Home / Thriller / Samaran Terakhir / Bayangan di Balik Kebenaran 

Share

Bayangan di Balik Kebenaran 

Author: InkRealm
last update Last Updated: 2025-03-24 09:48:46

Elena duduk di kantornya, menatap laporan sidik jari yang masih terbuka di laptopnya.  

Marco Santoro.  

Lima tahun lalu, dunia kriminal percaya bahwa pria ini telah mati dalam sebuah penyergapan besar di Roma. Tapi kini, sidik jarinya muncul di tempat perampokan di Bellagio.  

Ini tidak masuk akal.  

Jika Santoro masih hidup, maka ada dua kemungkinan:  

1. Adrian Morello tahu dan merahasiakannya.  

2. Ada pihak lain yang mencoba menggunakan nama Phantom untuk sesuatu yang lebih besar. 

Elena menarik napas dalam.  

Jika Adrian benar-benar Phantom, maka ia pasti memiliki jawaban atas ini.  

Dan hanya ada satu cara untuk mengetahuinya yaitu membuatnya berbicara.  

Malam itu, Elena menunggu Adrian di tepi Danau Como, di tempat mereka biasa bertemu.  

Ketika pria itu akhirnya datang, ia memperhatikan sesuatu yang berbeda.  

Ada ketegangan di wajahnya, seolah pikirannya terbebani sesuatu yang besar.  

Elena memutuskan untuk langsung ke intinya.  

"Kau dengar tentang sidik jari yang ditemukan di TKP perampokan?" tanyanya, mengamati ekspresi Adrian.  

Adrian tetap tenang. "Aku dengar.
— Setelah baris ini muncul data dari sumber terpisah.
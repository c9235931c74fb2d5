//! Semantic error types for the podshim crate.
//!
//! Translation itself never fails: the only anomaly it knows about (an
//! unrecognised mount propagation mode) is reported as an
//! [`Advisory`](crate::translate::Advisory) alongside the translated value.
//! The enums here cover the surrounding plumbing: configuration, manifest
//! loading, and the container runtime seam. Callers that need to inspect a
//! failure match on these; the binary converts them into `eyre::Report` at
//! its boundary.

use std::path::PathBuf;
use std::sync::Arc;

use thiserror::Error;

/// Errors that can occur during configuration loading and validation.
#[derive(Debug, Error)]
pub enum ConfigError {
    /// The configuration file was not found at the expected path.
    #[error("configuration file not found: {path}")]
    FileNotFound {
        /// The path where the configuration file was expected.
        path: PathBuf,
    },

    /// The configuration file could not be parsed.
    #[error("failed to parse configuration file: {message}")]
    ParseError {
        /// A description of the parse error.
        message: String,
    },

    /// A required configuration value is missing.
    #[error("missing required configuration: {field}")]
    MissingRequired {
        /// The name of the missing field.
        field: String,
    },

    /// A configuration value failed validation.
    #[error("invalid configuration value for '{field}': {reason}")]
    InvalidValue {
        /// The name of the invalid field.
        field: String,
        /// The reason the value is invalid.
        reason: String,
    },

    /// The `OrthoConfig` library returned an error during configuration loading.
    #[error("configuration loading failed: {0}")]
    OrthoConfig(Arc<ortho_config::OrthoError>),
}

/// Errors that can occur while loading a pod manifest from disk.
#[derive(Debug, Error)]
pub enum ManifestError {
    /// The manifest file does not exist or could not be opened.
    #[error("pod manifest not found: {path}")]
    NotFound {
        /// The path that was requested.
        path: PathBuf,
    },

    /// The manifest could not be read or decoded.
    #[error("failed to parse pod manifest '{path}': {message}")]
    ParseError {
        /// The manifest path.
        path: PathBuf,
        /// A description of the decode failure.
        message: String,
    },

    /// The manifest extension does not name a supported format.
    #[error("unsupported pod manifest format '{extension}' (expected json or toml)")]
    UnsupportedFormat {
        /// The offending file extension, or an empty string when absent.
        extension: String,
    },
}

/// Errors that can occur at the container runtime seam.
#[derive(Debug, Error)]
pub enum ContainerError {
    /// Failed to connect to the container engine socket.
    #[error("failed to connect to container engine: {message}")]
    ConnectionFailed {
        /// A description of the connection failure.
        message: String,
    },

    /// Failed to create the async runtime used by blocking helpers.
    #[error("failed to create async runtime: {message}")]
    RuntimeCreationFailed {
        /// A description of the runtime creation failure.
        message: String,
    },

    /// Failed to create a container.
    #[error("failed to create container '{container}': {message}")]
    CreateFailed {
        /// The pod-scoped container name that was being created.
        container: String,
        /// A description of the creation failure.
        message: String,
    },

    /// A container manager does not expose the requested capability.
    #[error("container manager '{manager}' does not support capability '{capability}'")]
    CapabilityNotSupported {
        /// The name of the manager that was queried.
        manager: String,
        /// The capability that was requested.
        capability: &'static str,
    },

    /// The requested operation exists as a capability but has no behaviour yet.
    #[error("operation '{operation}' is not implemented")]
    NotImplemented {
        /// The operation that was invoked.
        operation: &'static str,
    },
}

/// Top-level error type for the podshim crate.
///
/// At the application boundary (`main.rs`) these errors are converted to
/// `eyre::Report` for human-readable reporting.
#[derive(Debug, Error)]
pub enum PodshimError {
    /// An error occurred during configuration.
    #[error(transparent)]
    Config(#[from] ConfigError),

    /// An error occurred while loading a pod manifest.
    #[error(transparent)]
    Manifest(#[from] ManifestError),

    /// An error occurred at the container runtime seam.
    #[error(transparent)]
    Container(#[from] ContainerError),
}

/// A specialised `Result` type for podshim operations.
pub type Result<T> = std::result::Result<T, PodshimError>;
Marco Santoro, bukan?"  

Elena memperhatikan matanya. Tidak ada kejutan. Tidak ada keterkejutan palsu.  

"Kau tahu dia masih hidup?" desaknya.  

Adrian menatapnya selama beberapa detik sebelum akhirnya berkata "Aku tidak yakin."  

"Bukan jawaban yang cukup bagus" balas Elena.  

Adrian menghela napas dan melihat ke arah danau yang tenang. "Dulu, aku percaya dia mati. Tapi belakangan ini, ada beberapa hal yang membuatku ragu."  

"Misalnya?"  

Adrian menoleh ke arahnya, senyumnya tipis. "Jika aku memberitahumu, apa jaminanku bahwa aku tidak akan berakhir di balik jeruji besi?"  

Elena menyilangkan tangan. "Aku bisa memberimu perlindungan."  

Adrian tertawa pelan. "Perlindungan dari siapa? Polisi? Atau dirimu sendiri?"  

Elena membeku.  

Adrian melangkah lebih dekat, suaranya lebih pelan namun tajam.  

"Kau ingin menangkap Phantom, bukan? Tapi bagaimana kalau ada lebih dari satu Phantom?"  

Elena mengernyit. "Apa maksudmu?"  

Adrian menatapnya dalam-dalam. "Kau terlalu fokus padaku, Elena. Tapi bagaimana kalau seseorang lain sedang memainkan permainan ini dari bayang-bayang?"  

Elena terdiam.  

Jika yang dikatakan Adrian benar… maka selama ini ia telah memburu orang yang salah.  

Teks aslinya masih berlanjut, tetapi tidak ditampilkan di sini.